## Directions
A single number is needed: how many lines of the data below contain "OptimizationReminderSettings".

= Beginning of Section =

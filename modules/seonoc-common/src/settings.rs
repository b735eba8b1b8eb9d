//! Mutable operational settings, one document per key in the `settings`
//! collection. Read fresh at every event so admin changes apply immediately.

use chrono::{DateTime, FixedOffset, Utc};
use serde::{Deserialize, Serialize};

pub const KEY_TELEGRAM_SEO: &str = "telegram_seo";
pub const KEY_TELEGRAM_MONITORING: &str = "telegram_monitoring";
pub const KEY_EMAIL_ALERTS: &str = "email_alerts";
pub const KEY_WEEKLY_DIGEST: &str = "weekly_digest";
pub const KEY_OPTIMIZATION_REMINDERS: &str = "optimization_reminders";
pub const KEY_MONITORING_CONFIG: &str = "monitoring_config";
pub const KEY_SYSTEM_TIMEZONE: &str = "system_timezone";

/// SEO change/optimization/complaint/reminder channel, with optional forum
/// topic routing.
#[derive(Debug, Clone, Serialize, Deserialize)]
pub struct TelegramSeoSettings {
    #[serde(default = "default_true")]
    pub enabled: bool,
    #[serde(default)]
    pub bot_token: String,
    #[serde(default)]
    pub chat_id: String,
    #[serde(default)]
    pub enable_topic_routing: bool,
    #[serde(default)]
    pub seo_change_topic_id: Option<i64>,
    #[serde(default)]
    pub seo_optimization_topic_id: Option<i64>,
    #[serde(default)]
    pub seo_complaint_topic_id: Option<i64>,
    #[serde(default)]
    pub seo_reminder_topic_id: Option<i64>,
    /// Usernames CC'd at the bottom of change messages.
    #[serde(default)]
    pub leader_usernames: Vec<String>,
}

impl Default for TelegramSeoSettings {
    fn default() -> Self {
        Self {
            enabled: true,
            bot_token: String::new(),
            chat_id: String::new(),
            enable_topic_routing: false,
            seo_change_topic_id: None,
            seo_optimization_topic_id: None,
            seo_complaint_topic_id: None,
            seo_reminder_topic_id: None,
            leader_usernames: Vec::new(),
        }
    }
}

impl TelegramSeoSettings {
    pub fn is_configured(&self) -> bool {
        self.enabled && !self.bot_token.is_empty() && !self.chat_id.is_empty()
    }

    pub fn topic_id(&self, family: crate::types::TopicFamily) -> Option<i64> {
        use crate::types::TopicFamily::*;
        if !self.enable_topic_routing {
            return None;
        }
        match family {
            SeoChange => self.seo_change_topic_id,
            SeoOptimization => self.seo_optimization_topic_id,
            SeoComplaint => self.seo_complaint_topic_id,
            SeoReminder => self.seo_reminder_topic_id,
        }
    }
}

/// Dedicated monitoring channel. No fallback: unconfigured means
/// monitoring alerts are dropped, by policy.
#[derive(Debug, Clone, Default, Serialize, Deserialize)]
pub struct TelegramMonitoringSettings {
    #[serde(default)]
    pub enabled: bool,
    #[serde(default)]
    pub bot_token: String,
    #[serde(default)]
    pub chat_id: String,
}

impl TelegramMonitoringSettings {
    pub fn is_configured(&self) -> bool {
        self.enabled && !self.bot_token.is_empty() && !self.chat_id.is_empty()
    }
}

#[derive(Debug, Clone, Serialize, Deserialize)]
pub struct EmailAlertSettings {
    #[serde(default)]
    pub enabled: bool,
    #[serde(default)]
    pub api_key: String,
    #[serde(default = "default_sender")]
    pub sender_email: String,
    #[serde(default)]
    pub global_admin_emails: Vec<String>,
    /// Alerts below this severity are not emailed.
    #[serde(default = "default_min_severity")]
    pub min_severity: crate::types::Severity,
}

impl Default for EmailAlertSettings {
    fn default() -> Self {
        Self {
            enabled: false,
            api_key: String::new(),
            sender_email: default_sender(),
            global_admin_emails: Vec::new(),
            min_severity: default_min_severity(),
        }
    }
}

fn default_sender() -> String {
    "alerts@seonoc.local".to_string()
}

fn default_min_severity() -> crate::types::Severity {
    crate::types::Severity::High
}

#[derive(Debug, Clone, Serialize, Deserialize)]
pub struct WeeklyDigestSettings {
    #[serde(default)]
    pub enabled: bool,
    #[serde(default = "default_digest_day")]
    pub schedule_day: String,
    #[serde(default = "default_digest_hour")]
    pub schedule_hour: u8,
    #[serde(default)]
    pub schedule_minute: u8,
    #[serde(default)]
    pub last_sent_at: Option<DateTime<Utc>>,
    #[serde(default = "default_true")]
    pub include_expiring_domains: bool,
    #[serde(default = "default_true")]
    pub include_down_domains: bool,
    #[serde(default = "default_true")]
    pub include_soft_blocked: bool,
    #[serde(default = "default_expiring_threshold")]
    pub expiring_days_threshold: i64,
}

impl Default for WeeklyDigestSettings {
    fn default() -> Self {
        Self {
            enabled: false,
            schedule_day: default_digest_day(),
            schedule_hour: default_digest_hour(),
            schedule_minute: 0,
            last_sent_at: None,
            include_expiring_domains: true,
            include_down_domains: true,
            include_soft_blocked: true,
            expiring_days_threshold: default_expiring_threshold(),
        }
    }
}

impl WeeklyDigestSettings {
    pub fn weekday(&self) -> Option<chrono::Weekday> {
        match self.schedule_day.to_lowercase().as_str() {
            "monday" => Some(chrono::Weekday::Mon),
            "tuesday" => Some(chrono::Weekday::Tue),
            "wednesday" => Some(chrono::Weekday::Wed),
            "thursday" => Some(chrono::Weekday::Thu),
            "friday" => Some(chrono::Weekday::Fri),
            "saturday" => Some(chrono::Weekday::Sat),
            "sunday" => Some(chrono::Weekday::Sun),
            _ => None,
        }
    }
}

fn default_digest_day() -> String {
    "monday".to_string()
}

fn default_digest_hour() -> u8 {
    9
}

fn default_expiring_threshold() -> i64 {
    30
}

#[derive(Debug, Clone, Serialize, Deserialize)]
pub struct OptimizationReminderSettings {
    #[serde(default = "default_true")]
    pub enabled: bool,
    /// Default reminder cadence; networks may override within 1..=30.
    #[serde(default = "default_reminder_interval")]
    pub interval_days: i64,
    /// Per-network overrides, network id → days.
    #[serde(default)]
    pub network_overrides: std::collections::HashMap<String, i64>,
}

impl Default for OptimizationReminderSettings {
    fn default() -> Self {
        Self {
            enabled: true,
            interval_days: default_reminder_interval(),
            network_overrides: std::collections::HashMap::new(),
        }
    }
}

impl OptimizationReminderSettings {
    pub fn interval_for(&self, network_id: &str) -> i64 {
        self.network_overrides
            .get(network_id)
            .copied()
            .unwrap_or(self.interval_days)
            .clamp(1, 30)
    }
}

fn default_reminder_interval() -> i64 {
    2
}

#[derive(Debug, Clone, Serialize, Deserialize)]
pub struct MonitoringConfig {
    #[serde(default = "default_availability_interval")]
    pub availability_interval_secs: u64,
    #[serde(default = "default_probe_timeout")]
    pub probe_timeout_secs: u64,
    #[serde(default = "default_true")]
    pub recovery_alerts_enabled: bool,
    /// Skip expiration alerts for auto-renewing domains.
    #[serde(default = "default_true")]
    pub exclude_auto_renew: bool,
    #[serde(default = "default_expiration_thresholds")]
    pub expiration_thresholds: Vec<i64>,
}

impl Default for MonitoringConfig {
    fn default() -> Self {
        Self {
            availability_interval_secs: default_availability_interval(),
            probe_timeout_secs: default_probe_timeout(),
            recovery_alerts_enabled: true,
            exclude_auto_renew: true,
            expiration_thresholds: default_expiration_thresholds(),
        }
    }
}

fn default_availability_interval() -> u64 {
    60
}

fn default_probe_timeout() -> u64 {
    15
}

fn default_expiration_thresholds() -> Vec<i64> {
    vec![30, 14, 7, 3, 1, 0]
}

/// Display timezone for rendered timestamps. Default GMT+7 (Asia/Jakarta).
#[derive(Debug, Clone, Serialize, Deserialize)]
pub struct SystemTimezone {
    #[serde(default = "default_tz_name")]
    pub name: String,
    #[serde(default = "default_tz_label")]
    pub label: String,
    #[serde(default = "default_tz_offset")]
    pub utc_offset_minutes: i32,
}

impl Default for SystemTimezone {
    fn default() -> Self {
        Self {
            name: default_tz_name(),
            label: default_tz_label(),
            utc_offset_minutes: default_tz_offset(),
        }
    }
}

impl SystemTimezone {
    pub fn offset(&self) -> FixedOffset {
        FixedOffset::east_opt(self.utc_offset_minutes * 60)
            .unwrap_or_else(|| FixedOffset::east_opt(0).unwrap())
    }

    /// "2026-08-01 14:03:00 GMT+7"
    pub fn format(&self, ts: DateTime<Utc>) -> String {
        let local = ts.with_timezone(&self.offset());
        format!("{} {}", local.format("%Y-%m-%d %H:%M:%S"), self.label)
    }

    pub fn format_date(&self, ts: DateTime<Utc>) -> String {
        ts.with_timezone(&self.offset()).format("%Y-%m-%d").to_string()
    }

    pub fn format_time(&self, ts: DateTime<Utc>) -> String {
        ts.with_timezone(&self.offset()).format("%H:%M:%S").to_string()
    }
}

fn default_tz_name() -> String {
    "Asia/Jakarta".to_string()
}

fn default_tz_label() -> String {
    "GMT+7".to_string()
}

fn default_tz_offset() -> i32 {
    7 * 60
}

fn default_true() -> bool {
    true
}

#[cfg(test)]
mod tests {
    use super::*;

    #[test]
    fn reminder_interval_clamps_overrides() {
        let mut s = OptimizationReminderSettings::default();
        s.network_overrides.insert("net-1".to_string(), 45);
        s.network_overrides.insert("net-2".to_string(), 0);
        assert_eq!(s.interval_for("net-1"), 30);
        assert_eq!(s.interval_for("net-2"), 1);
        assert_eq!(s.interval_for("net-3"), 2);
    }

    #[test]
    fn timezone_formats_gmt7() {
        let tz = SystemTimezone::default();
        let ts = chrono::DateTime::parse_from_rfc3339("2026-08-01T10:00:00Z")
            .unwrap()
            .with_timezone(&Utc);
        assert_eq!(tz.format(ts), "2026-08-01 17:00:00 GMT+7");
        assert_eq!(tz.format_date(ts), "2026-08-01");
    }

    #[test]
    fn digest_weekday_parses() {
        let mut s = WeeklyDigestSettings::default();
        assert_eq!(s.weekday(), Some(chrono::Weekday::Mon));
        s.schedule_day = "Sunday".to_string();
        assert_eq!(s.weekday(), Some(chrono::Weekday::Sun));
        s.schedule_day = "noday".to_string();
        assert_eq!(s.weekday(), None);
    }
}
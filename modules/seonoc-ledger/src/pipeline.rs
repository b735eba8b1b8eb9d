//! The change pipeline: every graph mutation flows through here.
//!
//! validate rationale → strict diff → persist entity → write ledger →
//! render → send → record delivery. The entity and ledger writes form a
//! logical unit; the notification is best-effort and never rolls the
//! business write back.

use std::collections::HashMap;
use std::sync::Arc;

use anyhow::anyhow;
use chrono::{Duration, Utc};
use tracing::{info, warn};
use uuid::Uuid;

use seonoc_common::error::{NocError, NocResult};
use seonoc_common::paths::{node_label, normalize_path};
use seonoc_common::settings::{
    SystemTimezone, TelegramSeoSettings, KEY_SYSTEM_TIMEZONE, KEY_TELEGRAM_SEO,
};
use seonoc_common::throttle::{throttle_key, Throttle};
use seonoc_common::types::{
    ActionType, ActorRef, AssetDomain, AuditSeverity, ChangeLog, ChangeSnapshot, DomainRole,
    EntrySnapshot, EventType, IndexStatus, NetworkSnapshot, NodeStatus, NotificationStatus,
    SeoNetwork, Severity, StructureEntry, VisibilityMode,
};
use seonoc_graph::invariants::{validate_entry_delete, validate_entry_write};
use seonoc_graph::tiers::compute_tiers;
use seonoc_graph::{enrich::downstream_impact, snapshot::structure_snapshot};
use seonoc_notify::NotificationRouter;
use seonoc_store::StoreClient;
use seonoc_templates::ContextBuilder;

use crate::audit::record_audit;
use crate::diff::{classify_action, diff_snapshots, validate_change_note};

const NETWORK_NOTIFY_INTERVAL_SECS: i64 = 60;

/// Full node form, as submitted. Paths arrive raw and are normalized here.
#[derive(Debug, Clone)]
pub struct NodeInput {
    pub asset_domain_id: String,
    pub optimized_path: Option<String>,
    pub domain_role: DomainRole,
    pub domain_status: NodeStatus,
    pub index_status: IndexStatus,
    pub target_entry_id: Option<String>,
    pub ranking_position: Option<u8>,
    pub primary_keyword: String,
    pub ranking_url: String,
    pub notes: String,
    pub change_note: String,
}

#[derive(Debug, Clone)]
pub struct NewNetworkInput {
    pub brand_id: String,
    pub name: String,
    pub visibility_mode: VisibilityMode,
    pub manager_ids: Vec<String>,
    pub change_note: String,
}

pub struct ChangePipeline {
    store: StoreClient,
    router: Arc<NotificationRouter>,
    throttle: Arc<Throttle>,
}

= End of Section =

## The completed task
4